--- Source material Enclosed Below ---

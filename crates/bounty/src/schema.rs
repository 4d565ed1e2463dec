//! # File Schemas
//!
//! Serde shapes of the two file kinds the loader reads.
//!
//! ## Rule Files
//!
//! ```toml
//! multiplier = 1.5
//!
//! [[mob_kill]]
//! mob = ["zombie", "skeleton"]
//! damage_cause = "fire"
//! inherit = true
//! reward = { experience = "2-5", money = 1.5 }
//! ```
//!
//! Attribute keys take one value or a list. An omitted key leaves the
//! attribute open, an empty list (`mob = []`) matches nothing.
//!
//! ## Engine Config (`bounty.toml`)
//!
//! ```toml
//! multiplier = 1.0
//! default = ["rules/base.toml", "rules/server.toml"]
//!
//! [[preset]]
//! world = "world_nether"
//! files = ["rules/nether.toml"]
//! ```

use std::path::PathBuf;

use serde::Deserialize;

/// A single value or a list of values.
#[derive(Clone, Debug, PartialEq, Deserialize)]
#[serde(untagged)]
pub enum OneOrMany<T> {
    /// `key = value`
    One(T),
    /// `key = [a, b]`
    Many(Vec<T>),
}

impl<T> OneOrMany<T> {
    /// Flattens into a list.
    #[must_use]
    pub fn into_vec(self) -> Vec<T> {
        match self {
            Self::One(value) => vec![value],
            Self::Many(values) => values,
        }
    }
}

/// A registry name or a raw numeric id.
#[derive(Clone, Debug, PartialEq, Eq, Deserialize)]
#[serde(untagged)]
pub enum NameOrId {
    /// Raw id.
    Id(u32),
    /// Registry name.
    Name(String),
}

/// Fields every rule carries besides its attributes.
#[derive(Clone, Debug, Default, PartialEq)]
pub struct RuleBody {
    /// Layer this rule over the less specific rules that also match.
    pub inherit: bool,
    /// Scale for this rule's own rewards.
    pub multiplier: Option<f64>,
    /// Scale for rewards inherited from less specific rules.
    pub inherit_multiplier: Option<f64>,
    /// Resource kind -> range, in file order.
    pub reward: toml::Table,
}

/// `[[block_break]]`, `[[block_place]]`, `[[craft]]` and `[[smelt]]`.
#[derive(Clone, Debug, Default, PartialEq, Deserialize)]
#[serde(deny_unknown_fields)]
pub struct ItemRuleDef {
    /// Item or block.
    pub item: Option<OneOrMany<NameOrId>>,
    /// Durability or data value.
    pub durability: Option<OneOrMany<u16>>,
    /// Placed by a player.
    pub player_placed: Option<OneOrMany<bool>>,
    /// See [`RuleBody::inherit`].
    #[serde(default)]
    pub inherit: bool,
    /// See [`RuleBody::multiplier`].
    pub multiplier: Option<f64>,
    /// See [`RuleBody::inherit_multiplier`].
    pub inherit_multiplier: Option<f64>,
    /// See [`RuleBody::reward`].
    #[serde(default)]
    pub reward: toml::Table,
}

/// `[[mob_kill]]`.
#[derive(Clone, Debug, Default, PartialEq, Deserialize)]
#[serde(deny_unknown_fields)]
pub struct MobRuleDef {
    /// Mob type or category.
    pub mob: Option<OneOrMany<NameOrId>>,
    /// Damage cause or cause group.
    pub damage_cause: Option<OneOrMany<NameOrId>>,
    /// Size.
    pub size: Option<OneOrMany<u8>>,
    /// Variant.
    pub variant: Option<OneOrMany<u8>>,
    /// Spawner origin.
    pub spawner: Option<OneOrMany<bool>>,
    /// Baby form.
    pub baby: Option<OneOrMany<bool>>,
    /// Tamed.
    pub tamed: Option<OneOrMany<bool>>,
    /// Killed by a player.
    pub player_killed: Option<OneOrMany<bool>>,
    /// Villager origin.
    pub villager: Option<OneOrMany<bool>>,
    /// See [`RuleBody::inherit`].
    #[serde(default)]
    pub inherit: bool,
    /// See [`RuleBody::multiplier`].
    pub multiplier: Option<f64>,
    /// See [`RuleBody::inherit_multiplier`].
    pub inherit_multiplier: Option<f64>,
    /// See [`RuleBody::reward`].
    #[serde(default)]
    pub reward: toml::Table,
}

/// `[[brew]]`.
#[derive(Clone, Debug, Default, PartialEq, Deserialize)]
#[serde(deny_unknown_fields)]
pub struct PotionRuleDef {
    /// Potion effect.
    pub potion: Option<OneOrMany<NameOrId>>,
    /// Tier.
    pub tier: Option<OneOrMany<u8>>,
    /// Extended duration.
    pub extended: Option<OneOrMany<bool>>,
    /// Splash potion.
    pub splash: Option<OneOrMany<bool>>,
    /// See [`RuleBody::inherit`].
    #[serde(default)]
    pub inherit: bool,
    /// See [`RuleBody::multiplier`].
    pub multiplier: Option<f64>,
    /// See [`RuleBody::inherit_multiplier`].
    pub inherit_multiplier: Option<f64>,
    /// See [`RuleBody::reward`].
    #[serde(default)]
    pub reward: toml::Table,
}

/// `[[player_death]]`.
#[derive(Clone, Debug, Default, PartialEq, Deserialize)]
#[serde(deny_unknown_fields)]
pub struct PlayerRuleDef {
    /// Player name.
    pub name: Option<OneOrMany<String>>,
    /// Permission group.
    pub group: Option<OneOrMany<String>>,
    /// Damage cause or cause group.
    pub damage_cause: Option<OneOrMany<NameOrId>>,
    /// Killed by another player.
    pub murder: Option<OneOrMany<bool>>,
    /// See [`RuleBody::inherit`].
    #[serde(default)]
    pub inherit: bool,
    /// See [`RuleBody::multiplier`].
    pub multiplier: Option<f64>,
    /// See [`RuleBody::inherit_multiplier`].
    pub inherit_multiplier: Option<f64>,
    /// See [`RuleBody::reward`].
    #[serde(default)]
    pub reward: toml::Table,
}

macro_rules! rule_body {
    ($($def:ty),*) => {
        $(
            impl $def {
                /// The non-attribute part of this rule.
                #[must_use]
                pub fn body(&self) -> RuleBody {
                    RuleBody {
                        inherit: self.inherit,
                        multiplier: self.multiplier,
                        inherit_multiplier: self.inherit_multiplier,
                        reward: self.reward.clone(),
                    }
                }
            }
        )*
    };
}

rule_body!(ItemRuleDef, MobRuleDef, PotionRuleDef, PlayerRuleDef);

/// A whole rule file.
#[derive(Clone, Debug, Default, PartialEq, Deserialize)]
#[serde(deny_unknown_fields)]
pub struct RuleFile {
    /// Scale for every rule in this file.
    pub multiplier: Option<f64>,
    /// Block break rules.
    #[serde(default)]
    pub block_break: Vec<ItemRuleDef>,
    /// Block place rules.
    #[serde(default)]
    pub block_place: Vec<ItemRuleDef>,
    /// Craft rules.
    #[serde(default)]
    pub craft: Vec<ItemRuleDef>,
    /// Smelt rules.
    #[serde(default)]
    pub smelt: Vec<ItemRuleDef>,
    /// Brew rules.
    #[serde(default)]
    pub brew: Vec<PotionRuleDef>,
    /// Mob kill rules.
    #[serde(default)]
    pub mob_kill: Vec<MobRuleDef>,
    /// Player death rules.
    #[serde(default)]
    pub player_death: Vec<PlayerRuleDef>,
}

/// One `[[preset]]` of the engine config.
#[derive(Clone, Debug, Default, PartialEq, Deserialize)]
#[serde(deny_unknown_fields)]
pub struct PresetDef {
    /// Named preset the host can activate.
    pub name: Option<String>,
    /// World the preset applies to.
    pub world: Option<String>,
    /// Scale for every rule of this preset.
    pub multiplier: Option<f64>,
    /// Rule files, merged in order.
    #[serde(default)]
    pub files: Vec<PathBuf>,
}

/// The engine config, `bounty.toml`.
#[derive(Clone, Debug, Default, PartialEq, Deserialize)]
#[serde(deny_unknown_fields)]
pub struct EngineConfig {
    /// Scale applied to every reward of the generation.
    pub multiplier: Option<f64>,
    /// Rule files of the default book, merged in order.
    #[serde(default)]
    pub default: Vec<PathBuf>,
    /// Preset books.
    #[serde(default)]
    pub preset: Vec<PresetDef>,
}
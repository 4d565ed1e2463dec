//! # Player Events
//!
//! Player names and permission groups are matched case-insensitively; both
//! are stored lowercased.

use bounty_core::{rule_query, Attr};

use crate::ids::DamageCause;
use crate::{event_names, rule_names};

rule_query! {
    /// Query for player death events.
    pub struct PlayerQuery indexed by PlayerIndex {
        /// Lowercased player name.
        name: String,
        /// Lowercased permission group.
        group: String,
        /// Cause of the fatal damage.
        damage_cause: DamageCause,
        /// Killed by another player.
        murder: bool,
    }
}

impl PlayerQuery {
    /// Builds the query for a player's death.
    ///
    /// A player in no group only reaches rules that leave `group` open.
    #[must_use]
    pub fn event<S: AsRef<str>>(
        name: &str,
        groups: &[S],
        damage_cause: Option<DamageCause>,
        murder: bool,
    ) -> Self {
        Self {
            name: event_names([name]),
            group: event_names(groups),
            damage_cause: Attr::from(damage_cause),
            murder: Attr::one(murder),
        }
    }

    /// Rule constraint on player names.
    #[must_use]
    pub fn names<S: AsRef<str>>(names: &[S]) -> Attr<String> {
        rule_names(names)
    }
}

--- End of Enclosed Source material ---

Scan the listing above. Collect all lines with the word "DamageCause".

use crate::ids::DamageCause;
        damage_cause: DamageCause,
        damage_cause: Option<DamageCause>,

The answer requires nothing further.